Yes, I have an arctic fox now. Maybe I’ll just keep it. It’s so ugly inside though.

In terms of quality of build and design for colder weather, I think its pretty hard to beat a Northwoods trailer. They aren't the typical Elkhart, Indiana RV that is slapped together as quick and cheap as possible. The Nash and Arctic Fox lines are purpose built, they are built more solid and built with better insulation and windows (assuming you get a "cold weather" package). A true 4 season camper will have dual pane windows, it will have electric heating pads on your tanks and it will have additional insulation.

Most of the generic RVs don't have all those features. If you can find one that does, you will see that it is probably the same cost as the Northwoods product.
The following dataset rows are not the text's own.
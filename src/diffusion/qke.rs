//! Source terms of the prognostic turbulence variables.

use crate::constants::GRAVITY;
use crate::field::Field;
use crate::state::ConsVar;
use crate::types::IndexBox;

use super::eddy::{EddyDiff, vertical_derivative};

/// Source of ρ·QKE at cell `(i, j, k)` for the MYNN 2.5 closure.
///
/// Sum of buoyancy production, shear production and dissipation:
///
/// ```text
/// S = −2 g/θ̄ K_θv ∂θ/∂z + K_mv ((∂u/∂z)² + (∂v/∂z)²) − 2 ρ q³ / (B₁ l)
/// ```
///
/// with `q = √QKE`. Vertical differences are centred in the interior and
/// one-sided in the lowest and highest layers of `domain`. `uvel` and
/// `vvel` are face velocities; `k_turb` holds non-negative dynamic
/// diffusivities.
#[allow(clippy::too_many_arguments)]
pub fn qke_source_term(
    i: i32,
    j: i32,
    k: i32,
    uvel: &Field,
    vvel: &Field,
    cell_data: &Field,
    cell_prim: &Field,
    k_turb: &Field,
    inv_cell_size: &[f64; 3],
    domain: &IndexBox,
    pbl_b1: f64,
    theta_mean: f64,
) -> f64 {
    let dz_inv = inv_cell_size[2];
    let theta = ConsVar::RhoTheta.index() - 1;
    let dthetadz = vertical_derivative(cell_prim, theta, i, j, k, dz_inv, domain);
    let (dudz, dvdz) = if k >= domain.hi[2] {
        (
            0.5 * (uvel[(i, j, k)] - uvel[(i, j, k - 1)] + uvel[(i + 1, j, k)] - uvel[(i + 1, j, k - 1)]) * dz_inv,
            0.5 * (vvel[(i, j, k)] - vvel[(i, j, k - 1)] + vvel[(i, j + 1, k)] - vvel[(i, j + 1, k - 1)]) * dz_inv,
        )
    } else if k <= domain.lo[2] {
        (
            0.5 * (uvel[(i, j, k + 1)] - uvel[(i, j, k)] + uvel[(i + 1, j, k + 1)] - uvel[(i + 1, j, k)]) * dz_inv,
            0.5 * (vvel[(i, j, k + 1)] - vvel[(i, j, k)] + vvel[(i, j + 1, k + 1)] - vvel[(i, j + 1, k)]) * dz_inv,
        )
    } else {
        (
            0.25 * (uvel[(i, j, k + 1)] - uvel[(i, j, k - 1)] + uvel[(i + 1, j, k + 1)] - uvel[(i + 1, j, k - 1)])
                * dz_inv,
            0.25 * (vvel[(i, j, k + 1)] - vvel[(i, j, k - 1)] + vvel[(i, j + 1, k + 1)] - vvel[(i, j + 1, k - 1)])
                * dz_inv,
        )
    };

    let mut source = -2.0 * GRAVITY / theta_mean * k_turb[(i, j, k, EddyDiff::ThetaV.index())] * dthetadz;
    source += k_turb[(i, j, k, EddyDiff::MomV.index())] * (dudz * dudz + dvdz * dvdz);

    let qke = cell_prim[(i, j, k, ConsVar::RhoQKE.index() - 1)];
    let l = k_turb[(i, j, k, EddyDiff::Lengthscale.index())];
    if qke.abs() > 0.0 && l > 0.0 {
        source -= 2.0 * cell_data[(i, j, k, ConsVar::Rho.index())] * qke.max(0.0).powf(1.5) / (pbl_b1 * l);
    }
    source
}

/// Source of ρ·e at cell `(i, j, k)` for the Deardorff closure.
///
/// ```text
/// S = 2 K_m S_mn S_mn − g/θ_ref K_θ ∂θ/∂z − C_ε ρ e^{3/2} / l
/// ```
///
/// `strain_sq` is `S_mn S_mn` at the cell centre.
#[allow(clippy::too_many_arguments)]
pub fn ke_source_term(
    i: i32,
    j: i32,
    k: i32,
    strain_sq: f64,
    cell_data: &Field,
    cell_prim: &Field,
    k_turb: &Field,
    inv_cell_size: &[f64; 3],
    domain: &IndexBox,
    ce: f64,
    theta_ref: f64,
) -> f64 {
    let theta = ConsVar::RhoTheta.index() - 1;
    let dthetadz = vertical_derivative(cell_prim, theta, i, j, k, inv_cell_size[2], domain);
    let production = 2.0 * k_turb[(i, j, k, EddyDiff::MomH.index())] * strain_sq;
    let buoyancy = -GRAVITY / theta_ref * k_turb[(i, j, k, EddyDiff::ThetaV.index())] * dthetadz;
    let e = cell_prim[(i, j, k, ConsVar::RhoKE.index() - 1)].max(0.0);
    let l = k_turb[(i, j, k, EddyDiff::Lengthscale.index())];
    let dissipation = if l > 0.0 {
        ce * cell_data[(i, j, k, ConsVar::Rho.index())] * e.powf(1.5) / l
    } else {
        0.0
    };
    production + buoyancy - dissipation
}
Beauty is in the eye of the beholder. If yours is ugly, maybe you can paint the cabinets, change the floor or reupholster it to suit your needs. I think if you move away from your current trailer, you will be deeply disappointed in the Shadow Cruiser. I like that it has Azdel composite siding... but I don't see anything else that makes it close to what you are looking for, except it might be prettier in your mind.



Ok. Fair enough. Maybe I need to remodel this Arctic Fox. I have a second thread on where to work on the camper going and as you can tell, I’m trying to decide between remodeling the Arctic Fox and getting a new “disposable” trailer.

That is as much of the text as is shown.